Suddenly, a strategic squish. The wall — which has no chance of ever being built, let alone paid for by Mexico — still stands rhetorically, as does his no-path-to-citizenship pledge. But nearly everything else has, in his own words, been subject to “softening,” to the point where many longtime border watchers see little concrete difference between his new plans and Obama’s existing strategy — secure the border, deport criminals and come up with a “humane” way to send illegals back home, allowing for their possible return at a later date.
How is he getting away with it? For one, the media have been focused on the performance aspect of his content-free trip to Mexico — lauding it as presidential (i.e., he stood at a podium politely, read from a script and didn’t insult anybody). But the main reason is that his voters don’t give a damn. They want him to beat Clinton and seem willing to let him say or do anything to keep her out of power. "My voters don't care, and the public doesn't care," about the fine print of his policy proposals, even on the biggest issues, Trump told Time earlier this year — prophetically.
4. Shaky foundation. There haven’t been any real smoking guns regarding influence-peddling, profiteering or even preferential treatment regarding the Clintons' family foundation and its relationship to decisions made by Clinton as secretary of state. The link between improper access and corrupt action, while implied, has yet to be proven. But there have been plenty of drip-drip revelations, including recent reports that top Clinton aides sought to grant Foggy Bottom access to a Nigerian businessman who had contributed to the foundation.
All of this may turn out to be smoke — and Clinton’s staff and surrogates counter (with not insignificant justification) that the foundation has done groundbreaking and life-saving work on AIDS and other issues — but the Trump campaign has been relentless in promoting every negative story written about the charity. Politics isn’t fair, and Democrats grouse that not nearly enough attention is being paid to Trump’s very questionable charitable foundation (and history of failing to follow through on commitments made to veterans groups), but a narrative is clearly taking hold.

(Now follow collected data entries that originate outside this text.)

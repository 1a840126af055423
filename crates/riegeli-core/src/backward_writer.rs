//! Backward Writing
//!
//! [`ChainBackwardWriter`] writes from high to low addresses: every
//! prepend lands in front of everything written before. The transposed
//! chunk decoder depends on this: it replays a record's fields in
//! reverse, so when it reaches a submessage's opening tag the length of
//! the already-written content is known and can be prepended as a varint.
//!
//! ## How it works
//!
//! A front block is filled from its end toward its start. When a prepend
//! does not fit in the remaining headroom, the live region of the front
//! block is frozen and pushed onto the finished list, and the write goes
//! to a fresh block, sized exactly for the request when it exceeds the
//! normal block size (the scratch path), so one contiguous span is always
//! produced. `finish` stitches the blocks into a [`Chain`] in forward
//! order.

use std::collections::VecDeque;

use bytes::Bytes;

use crate::chain::Chain;
use crate::varint;

/// Capacity of freshly allocated front blocks.
const BLOCK_CAPACITY: usize = 4096;

/// A prepend-only writer producing a [`Chain`].
pub struct ChainBackwardWriter {
    /// Front block; `front[front_pos..]` is live data.
    front: Vec<u8>,
    front_pos: usize,
    /// Finished blocks in forward (output) order, all after the front.
    done: VecDeque<Bytes>,
    len: u64,
}

impl Default for ChainBackwardWriter {
    fn default() -> Self {
        Self::new()
    }
}

impl ChainBackwardWriter {
    pub fn new() -> Self {
        Self {
            front: Vec::new(),
            front_pos: 0,
            done: VecDeque::new(),
            len: 0,
        }
    }

    /// Total bytes written.
    pub fn len(&self) -> u64 {
        self.len
    }

    pub fn is_empty(&self) -> bool {
        self.len == 0
    }

    /// Writes `data` in front of everything written so far.
    pub fn prepend_slice(&mut self, data: &[u8]) {
        if data.is_empty() {
            return;
        }
        if data.len() <= self.front_pos {
            let start = self.front_pos - data.len();
            self.front[start..self.front_pos].copy_from_slice(data);
            self.front_pos = start;
        } else {
            self.rotate_front();
            if data.len() >= BLOCK_CAPACITY {
                // Scratch path: a dedicated block sized for the span.
                self.done.push_front(Bytes::copy_from_slice(data));
            } else {
                self.front = vec![0; BLOCK_CAPACITY];
                self.front_pos = BLOCK_CAPACITY - data.len();
                self.front[self.front_pos..].copy_from_slice(data);
            }
        }
        self.len += data.len() as u64;
    }

    pub fn prepend_u8(&mut self, byte: u8) {
        self.prepend_slice(&[byte]);
    }

    /// Prepends a LEB128 varint.
    pub fn prepend_varint_u64(&mut self, value: u64) {
        let mut buf = [0u8; varint::MAX_LEN_U64];
        let mut cursor = &mut buf[..];
        varint::write_u64(&mut cursor, value);
        let written = varint::MAX_LEN_U64 - cursor.len();
        self.prepend_slice(&buf[..written]);
    }

    /// Finalizes into a chain reading front to back.
    pub fn finish(mut self) -> Chain {
        self.rotate_front();
        let mut chain = Chain::new();
        for block in self.done {
            chain.append_bytes(block);
        }
        chain
    }

    /// Freezes the live region of the front block onto the finished list.
    fn rotate_front(&mut self) {
        if self.front_pos < self.front.len() {
            let live = Bytes::copy_from_slice(&self.front[self.front_pos..]);
            self.done.push_front(live);
        }
        self.front = Vec::new();
        self.front_pos = 0;
    }
}

#[cfg(test)]
mod tests {
    use super::*;

    #[test]
    fn test_prepend_order() {
        let mut writer = ChainBackwardWriter::new();
        writer.prepend_slice(b"world");
        writer.prepend_slice(b"hello ");
        assert_eq!(writer.len(), 11);
        assert_eq!(writer.finish(), &b"hello world"[..]);
    }

    #[test]
    fn test_empty_writer() {
        let writer = ChainBackwardWriter::new();
        assert!(writer.is_empty());
        assert!(writer.finish().is_empty());
    }

    #[test]
    fn test_prepend_u8_and_varint() {
        let mut writer = ChainBackwardWriter::new();
        writer.prepend_slice(b"tail");
        writer.prepend_varint_u64(300);
        writer.prepend_u8(0x42);
        let flat = writer.finish().to_bytes();
        assert_eq!(flat[0], 0x42);
        assert_eq!(
            riegeli_varint_read(&flat[1..3]),
            Some(300),
            "varint bytes: {:?}",
            &flat[1..3]
        );
        assert_eq!(&flat[3..], b"tail");
    }

    fn riegeli_varint_read(mut bytes: &[u8]) -> Option<u64> {
        varint::read_u64(&mut bytes)
    }

    #[test]
    fn test_block_rotation() {
        let mut writer = ChainBackwardWriter::new();
        // Many small prepends crossing several block rotations.
        for i in (0u32..3000).rev() {
            writer.prepend_slice(&i.to_le_bytes());
        }
        let flat = writer.finish().to_bytes();
        assert_eq!(flat.len(), 12_000);
        for i in 0u32..3000 {
            let at = i as usize * 4;
            assert_eq!(u32::from_le_bytes(flat[at..at + 4].try_into().unwrap()), i);
        }
    }

    #[test]
    fn test_scratch_path_large_span() {
        let mut writer = ChainBackwardWriter::new();
        writer.prepend_slice(b"suffix");
        let big = vec![9u8; BLOCK_CAPACITY * 2];
        writer.prepend_slice(&big);
        writer.prepend_slice(b"prefix");
        let flat = writer.finish().to_bytes();
        assert_eq!(&flat[..6], b"prefix");
        assert_eq!(&flat[6..6 + big.len()], &big[..]);
        assert_eq!(&flat[6 + big.len()..], b"suffix");
    }

    #[test]
    fn test_len_tracks_all_paths() {
        let mut writer = ChainBackwardWriter::new();
        writer.prepend_slice(&[1u8; 10]);
        writer.prepend_slice(&[2u8; BLOCK_CAPACITY + 1]);
        writer.prepend_slice(&[3u8; 10]);
        assert_eq!(writer.len(), 10 + BLOCK_CAPACITY as u64 + 1 + 10);
        assert_eq!(writer.finish().len(), BLOCK_CAPACITY + 21);
    }
}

Senior Democrats tell me that at least two recent focus groups, one held by the campaign, the other by an allied outside group, have shown a major increase in voters’ concerns about inside dealing at the Clinton Foundation, to a point where it has fused in their minds with the lingering email controversy. And people close to the situation told me that coordination between Clinton’s campaign — which has largely viewed the issue as the responsibility of her husband and his staff — has been bad. “Her people, the folks running her campaign, think it’s not their problem and want Bill to deal with it,” a person in Clinton’s orbit told me over the weekend.

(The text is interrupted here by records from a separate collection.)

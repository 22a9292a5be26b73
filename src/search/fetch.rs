//! Paginated history fetching under the platform's rate limit.
use crate::error::{FetchError, PlatformError};
use crate::metrics::Metrics;
use crate::model::{ChannelId, ChannelInfo, Member, Message, MessageId};
use crate::platform::ChatPlatform;
use crate::search::cache::MessageCache;
use log::{debug, warn};
use rand::Rng;
use std::collections::HashSet;
use std::future::Future;
use std::sync::Arc;
use std::time::Duration;

/// Retry and backoff limits for a single page request.
#[derive(Debug, Clone)]
pub struct RetryPolicy {
    /// Total attempts for a transient failure, including the first.
    pub max_attempts: u32,
    pub base_delay: Duration,
    pub max_delay: Duration,
    /// Upper bound on random delay added to each backoff.
    pub jitter: Duration,
    /// Rate-limit waits tolerated for one page before giving up on it.
    pub max_rate_limit_waits: u32,
}

impl Default for RetryPolicy {
    fn default() -> Self {
        Self {
            max_attempts: 4,
            base_delay: Duration::from_millis(500),
            max_delay: Duration::from_secs(8),
            jitter: Duration::from_millis(100),
            max_rate_limit_waits: 5,
        }
    }
}

impl RetryPolicy {
    /// Delay before retry number `attempt` (1-based), without jitter.
    pub fn backoff(&self, attempt: u32) -> Duration {
        let factor = 1u32 << attempt.saturating_sub(1).min(16);
        self.base_delay.saturating_mul(factor).min(self.max_delay)
    }

    fn jittered(&self, attempt: u32) -> Duration {
        let jitter_ms = self.jitter.as_millis() as u64;
        let extra = if jitter_ms == 0 {
            0
        } else {
            rand::rng().random_range(0..=jitter_ms)
        };
        self.backoff(attempt) + Duration::from_millis(extra)
    }
}

#[derive(Debug, Clone)]
pub struct Page {
    /// Newest first.
    pub messages: Vec<Message>,
    pub has_more: bool,
    pub from_cache: bool,
}

pub struct FetchCoordinator {
    platform: Arc<dyn ChatPlatform>,
    cache: Arc<MessageCache>,
    policy: RetryPolicy,
    metrics: Arc<Metrics>,
}

impl FetchCoordinator {
    pub fn new(
        platform: Arc<dyn ChatPlatform>,
        cache: Arc<MessageCache>,
        policy: RetryPolicy,
        metrics: Arc<Metrics>,
    ) -> Self {
        Self {
            platform,
            cache,
            policy,
            metrics,
        }
    }

    /// The platform's channel list. Rate limits and transient failures are
    /// handled as for a history page.
    pub async fn list_channels(&self) -> Result<Vec<ChannelInfo>, PlatformError> {
        self.retry_listing("channels", || self.platform.list_channels()).await
    }

    pub async fn list_members(&self) -> Result<Vec<Member>, PlatformError> {
        self.retry_listing("members", || self.platform.list_members()).await
    }

    async fn retry_listing<T, F, Fut>(&self, what: &str, mut call: F) -> Result<T, PlatformError>
    where
        F: FnMut() -> Fut,
        Fut: Future<Output = Result<T, PlatformError>>,
    {
        let mut waits = 0;
        let mut attempt = 1;
        loop {
            match call().await {
                Err(PlatformError::RateLimited { retry_after })
                    if waits < self.policy.max_rate_limit_waits =>
                {
                    waits += 1;
                    self.metrics.rate_limit_waits.inc();
                    debug!("Listing {what} rate limited, waiting {retry_after:?}");
                    tokio::time::sleep(retry_after).await;
                }
                Err(e) if e.is_transient() && attempt < self.policy.max_attempts => {
                    let delay = self.policy.jittered(attempt);
                    self.metrics.fetch_retries.inc();
                    warn!(
                        "Listing {what} failed: {e}; retry {attempt}/{} in {delay:?}",
                        self.policy.max_attempts - 1
                    );
                    tokio::time::sleep(delay).await;
                    attempt += 1;
                }
                result => return result,
            }
        }
    }

    /// One history page, cache first.
    ///
    /// A rate-limit signal suspends only this call for the signalled
    /// duration and then re-issues the same request. Other failures are
    /// classified and returned to the caller.
    pub async fn fetch_page(
        &self,
        channel: ChannelId,
        before: Option<MessageId>,
        limit: usize,
        refresh: bool,
    ) -> Result<Page, FetchError> {
        if !refresh {
            if let Some(page) = self.cache.cached_page(channel, before, limit) {
                return Ok(Page {
                    messages: page.messages,
                    has_more: page.has_more,
                    from_cache: true,
                });
            }
        }

        let mut waits = 0;
        loop {
            match self.platform.fetch_history(channel, before, limit).await {
                Ok(mut messages) => {
                    messages.sort_by(Message::newest_first);
                    let has_more = !messages.is_empty() && messages.len() >= limit;
                    self.cache.record_page(channel, before, &messages, has_more);
                    return Ok(Page {
                        messages,
                        has_more,
                        from_cache: false,
                    });
                }
                Err(PlatformError::RateLimited { retry_after }) => {
                    waits += 1;
                    if waits > self.policy.max_rate_limit_waits {
                        return Err(FetchError::Transient {
                            channel,
                            reason: format!("still rate limited after {} waits", waits - 1),
                        });
                    }
                    self.metrics.rate_limit_waits.inc();
                    debug!("Channel {channel} rate limited, waiting {retry_after:?}");
                    tokio::time::sleep(retry_after).await;
                }
                Err(other) => {
                    return Err(other.classify(channel).unwrap_or(FetchError::Transient {
                        channel,
                        reason: "unclassified platform failure".into(),
                    }));
                }
            }
        }
    }

    /// `fetch_page` with exponential backoff on transient failures, capped
    /// at `max_attempts`.
    pub async fn fetch_page_with_backoff(
        &self,
        channel: ChannelId,
        before: Option<MessageId>,
        limit: usize,
        refresh: bool,
    ) -> Result<Page, FetchError> {
        let mut attempt = 1;
        loop {
            match self.fetch_page(channel, before, limit, refresh).await {
                Err(e) if e.is_transient() && attempt < self.policy.max_attempts => {
                    let delay = self.policy.jittered(attempt);
                    self.metrics.fetch_retries.inc();
                    warn!("{e}; retry {attempt}/{} in {delay:?}", self.policy.max_attempts - 1);
                    tokio::time::sleep(delay).await;
                    attempt += 1;
                }
                result => return result,
            }
        }
    }

    /// A single message, served from the cache when fresh.
    pub async fn fetch_message(
        &self,
        channel: ChannelId,
        id: MessageId,
    ) -> Result<Message, FetchError> {
        self.cache
            .get_or_fetch(channel, id, || async {
                let mut waits = 0;
                loop {
                    match self.platform.fetch_message(channel, id).await {
                        Err(PlatformError::RateLimited { retry_after })
                            if waits < self.policy.max_rate_limit_waits =>
                        {
                            waits += 1;
                            self.metrics.rate_limit_waits.inc();
                            tokio::time::sleep(retry_after).await;
                        }
                        Err(e) => {
                            return Err(e.classify(channel).unwrap_or(FetchError::Transient {
                                channel,
                                reason: e.to_string(),
                            }))
                        }
                        Ok(message) => return Ok(message),
                    }
                }
            })
            .await
    }
}

/// Backward walk through one channel's history during a single scan pass.
///
/// Drops messages already seen in this pass, so a platform that returns
/// overlapping pages never makes a message count twice.
pub struct HistoryPass {
    channel: ChannelId,
    before: Option<MessageId>,
    seen: HashSet<MessageId>,
    refresh: bool,
    exhausted: bool,
}

impl HistoryPass {
    pub fn new(channel: ChannelId, refresh: bool) -> Self {
        Self {
            channel,
            before: None,
            seen: HashSet::new(),
            refresh,
            exhausted: false,
        }
    }

    pub fn is_exhausted(&self) -> bool {
        self.exhausted
    }

    /// The next batch of unseen messages, newest first. Empty once the start
    /// of the channel is reached.
    pub async fn next_page(
        &mut self,
        fetcher: &FetchCoordinator,
        limit: usize,
    ) -> Result<Vec<Message>, FetchError> {
        if self.exhausted || limit == 0 {
            return Ok(Vec::new());
        }
        let page = fetcher
            .fetch_page_with_backoff(self.channel, self.before, limit, self.refresh)
            .await?;
        if let Some(oldest) = page.messages.last() {
            self.before = Some(oldest.id);
        }
        let fresh: Vec<Message> = page
            .messages
            .into_iter()
            .filter(|m| self.seen.insert(m.id))
            .collect();
        if !page.has_more || fresh.is_empty() {
            self.exhausted = true;
        }
        Ok(fresh)
    }
}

5. It might just be a blip. The CNN poll — which put a jolt into Democrats because it was based on a more predictive likely-voter model — was taken during the last, sleepy week of summer, at a time when Clinton’s profile was intentionally low and Trump had the stage all to himself. And another big poll — a massive canvas of 74,000 voters in all 50 states by The Washington Post and Survey Monkey — shows Clinton making serious inroads into deep red states like Texas, Georgia and Arizona.
When I asked a senior Clinton adviser for a prediction last week, the official responded with a shrug: “For the past month, people have been saying it’s a 7-point race [in favor of Clinton], but we’ve always been thinking of it as a 4- to 5-point race.”